En el intermedio del cese de acciones de un programa deportivo, mi cuerpo se dobla en un rictus más parecido al yoga que a una posición para alimentarme, se yergue a duras penas de la cama que me sirve como gradas de un anfiteatro griego, desde allí diviso lo que me ofrece la pantalla. Mi cuerpo se encuentra soldado, como con estaño, a la cama y se me hace pesado el levantarme de ella, la pantalla de cristal ejerce sobre mi esta especie de atracción, el juego que ya comenzó y que está a mitad de camino me impide alejarme de ella, siento ganas de orinar y las ganas se disipan cuando recuerdo que no puedo alejarme de la pantalla, el calor apenas es soportado por la ayuda de una lámpara que con aspas, a manera de hélices de avión, revoletean sobre mi cabeza, suministrándome un poco de aire fresco, a pesar de esta ayuda, sudo copiosamente.

Comienza la segunda parte del juego, ocurren sacudidas telúricas en mi cuerpo, cada vez que una situación de juego que implica riesgo o que asoma una posición de ventaja para mi equipo.
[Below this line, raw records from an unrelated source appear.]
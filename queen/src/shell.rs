//! Remote shell execution on the boards
//!
//! Drone service units are started and stopped over SSH on the board that
//! hosts them. [`RemoteShell`] keeps the transport behind a trait so the
//! control and monitor logic can be tested with a recording stub.

use anyhow::{bail, Context, Result};
use async_trait::async_trait;
use tokio::process::Command;
use tracing::debug;

#[derive(Debug, Clone)]
pub struct ShellOutput {
    pub stdout: String,
    pub stderr: String,
}

#[async_trait]
pub trait RemoteShell: Send + Sync {
    /// Run a command on the host at `addr`, failing on non-zero exit.
    async fn execute(&self, addr: &str, command: &str) -> Result<ShellOutput>;
}

/// SSH-backed shell. Requires key-based auth for the configured user;
/// BatchMode keeps a missing key from hanging on a password prompt.
pub struct SshShell {
    user: String,
}

impl SshShell {
    pub fn new(user: impl Into<String>) -> Self {
        Self { user: user.into() }
    }
}

#[async_trait]
impl RemoteShell for SshShell {
    async fn execute(&self, addr: &str, command: &str) -> Result<ShellOutput> {
        debug!(addr, command, "running remote command");
        let output = Command::new("ssh")
            .arg("-o")
            .arg("BatchMode=yes")
            .arg("-o")
            .arg("StrictHostKeyChecking=accept-new")
            .arg(format!("{}@{}", self.user, addr))
            .arg(command)
            .output()
            .await
            .with_context(|| format!("spawning ssh to {addr}"))?;

        let stdout = String::from_utf8_lossy(&output.stdout).into_owned();
        let stderr = String::from_utf8_lossy(&output.stderr).into_owned();

        if !output.status.success() {
            bail!(
                "remote command failed on {addr} ({}): {}",
                output.status,
                stderr.trim()
            );
        }

        Ok(ShellOutput { stdout, stderr })
    }
}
Siento que tengo el cuerpo dormido a pesar del movimiento nervioso, que a manera de espasmos presento. Cuando el juego termina, siento que mi cuerpo se libera de la pesada cadena que lo tenía secuestrado, ahora es libre para interpretar el resultado.

Cuando hay momentos de resultados negativos, el cuerpo se prolonga en una manifestación de dolor, que te dice que el tiempo que estuviste en una cama, secuestrado por esa pantalla, fue tiempo perdido, caso contrario te liberas de ella, hasta que otra nueva soldadura te ate de nuevo a la cama; para sentir el rigor de los sacudones telúricos conocidos en otros momentos.

Si quisiera pensar en mi condición de fanático, en este caso del deporte que más me gusta – el futbol – llegaría a la conclusión, quizás- ¿por qué preocuparme por ver una pelota pasar de una parte de la cancha a otro ?, siendo pateada insistentemente por 22 tipos tan normales como yo; mientras me preocupo por cuál será la próxima jugada. Pienso esto, mientras el calor sigue sofocándome y ya se ha enfriado la taza de avena a medio terminar.

8 Comentarios
  1. Muy bueno, Hegoz. Me encantan los cuentos futboleros. una abrazo!

  2. Muy bueno. Seguramente estas viendo la Eurocopa. Saludos y voto.

  3. Estupendo. Me has hecho sentirme reflejado.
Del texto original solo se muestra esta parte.